Uta’s plan is basically to trap the population in a dream world while their unconscious bodies wither and die. It’s up to Luffy and his crew, and later Shanks, to stop him. The government could also intervene by blowing up the entire concert, but hopefully that won’t come to that. Maybe Uta can be convinced to break out of her deformity, as we learn more about her motivations and tragic past. One thing’s for sure, though, we’re going to get a lot of confusing anime-style combat where effects and damage are randomly assigned.

There were things I loved about “One Piece: Red.” Uta is a sympathetic character and her songs are beautiful. Villain songs are usually my favorites in Disney musicals, and here we get at least two, maybe if you count the early songs retrospectively before Uta’s heel turn became official. And some comedy acts, in that manic-anime-energy way.
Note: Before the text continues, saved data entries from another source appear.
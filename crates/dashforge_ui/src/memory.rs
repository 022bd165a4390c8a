//! In-memory document
//!
//! Models just enough of a page for theming: the root element's inline
//! custom properties and the `<style>` nodes in the head. Used for headless
//! rendering and for tests.

use std::sync::Mutex;

use indexmap::IndexMap;

use crate::document::Document;
use crate::error::DomError;

/// Handle to a style node in a [`MemoryDocument`]
#[derive(Clone, Copy, Debug, PartialEq, Eq, Hash)]
pub struct NodeId(u64);

/// Snapshot of a `<style>` node
#[derive(Clone, Debug, PartialEq, Eq)]
pub struct StyleElement {
    pub id: NodeId,
    pub marker: String,
    pub text: String,
}

#[derive(Default)]
struct Inner {
    root_style: IndexMap<String, String>,
    head: Vec<StyleElement>,
    next_id: u64,
    read_only: bool,
}

#[derive(Default)]
pub struct MemoryDocument {
    inner: Mutex<Inner>,
}

impl MemoryDocument {
    pub fn new() -> Self {
        Self::default()
    }

    /// Inline custom properties on the root element, in write order
    pub fn root_style(&self) -> IndexMap<String, String> {
        self.inner.lock().unwrap().root_style.clone()
    }

    /// Drop the root element's inline style
    pub fn clear_root_style(&self) {
        self.inner.lock().unwrap().root_style.clear();
    }

    /// Attached style nodes carrying `marker`
    pub fn style_elements(&self, marker: &str) -> Vec<StyleElement> {
        self.inner
            .lock()
            .unwrap()
            .head
            .iter()
            .filter(|el| el.marker == marker)
            .cloned()
            .collect()
    }

    /// Detach a node behind the engine's back, as a script or devtools would
    pub fn detach(&self, node: NodeId) -> bool {
        let mut inner = self.inner.lock().unwrap();
        let before = inner.head.len();
        inner.head.retain(|el| el.id != node);
        inner.head.len() != before
    }

    /// Reject every subsequent write, as a locked-down page would
    pub fn set_read_only(&self, read_only: bool) {
        self.inner.lock().unwrap().read_only = read_only;
    }

    fn check_writable(inner: &Inner, operation: &'static str) -> Result<(), DomError> {
        if inner.read_only {
            return Err(DomError::Rejected {
                operation,
                message: "document is read-only".into(),
            });
        }
        Ok(())
    }
}

impl Document for MemoryDocument {
    type Node = NodeId;

    fn set_root_property(&self, name: &str, value: &str) -> Result<(), DomError> {
        let mut inner = self.inner.lock().unwrap();
        Self::check_writable(&inner, "set_property")?;
        inner.root_style.insert(name.to_string(), value.to_string());
        Ok(())
    }

    fn root_property(&self, name: &str) -> Option<String> {
        self.inner.lock().unwrap().root_style.get(name).cloned()
    }

    fn create_style_node(&self, marker: &str) -> Result<NodeId, DomError> {
        let mut inner = self.inner.lock().unwrap();
        Self::check_writable(&inner, "append_child")?;
        let id = NodeId(inner.next_id);
        inner.next_id += 1;
        inner.head.push(StyleElement {
            id,
            marker: marker.to_string(),
            text: String::new(),
        });
        Ok(id)
    }

    fn is_attached(&self, node: &NodeId) -> bool {
        self.inner.lock().unwrap().head.iter().any(|el| el.id == *node)
    }

    fn remove_node(&self, node: &NodeId) -> Result<(), DomError> {
        let mut inner = self.inner.lock().unwrap();
        Self::check_writable(&inner, "remove")?;
        inner.head.retain(|el| el.id != *node);
        Ok(())
    }

    fn set_text_content(&self, node: &NodeId, text: &str) -> Result<(), DomError> {
        let mut inner = self.inner.lock().unwrap();
        Self::check_writable(&inner, "set_text_content")?;
        match inner.head.iter_mut().find(|el| el.id == *node) {
            Some(el) => {
                el.text = text.to_string();
                Ok(())
            }
            None => Err(DomError::Rejected {
                operation: "set_text_content",
                message: format!("node {node:?} is not attached"),
            }),
        }
    }
}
But there is one biggest downside to the film, which is that it is very confusing. The cast is top-heavy on characters, Uta’s plan is convoluted, and the action is nearly impossible to follow. At the end I couldn’t even tell if a certain character was alive or dead. Nor do I know why this film is called “One Piece Film: Raid”. I think the “red” refers to Shanks and his hair, and it’s undeniably a film, but otherwise I don’t have the foggiest. Yes, I’m coming into this movie with no knowledge of “one piece film”, and established fans will probably get more out of this movie than I did, but I can’t say that I love this movie. An effective entry point to this series. There’s an effort being made here, but for a non-fan like me, there’s a quality of headache that the film can never quite shake.

Grade: C
“One Piece Film: Red” is rated PG-13 for violence, suggestive content and language. Its running time is 115 minutes.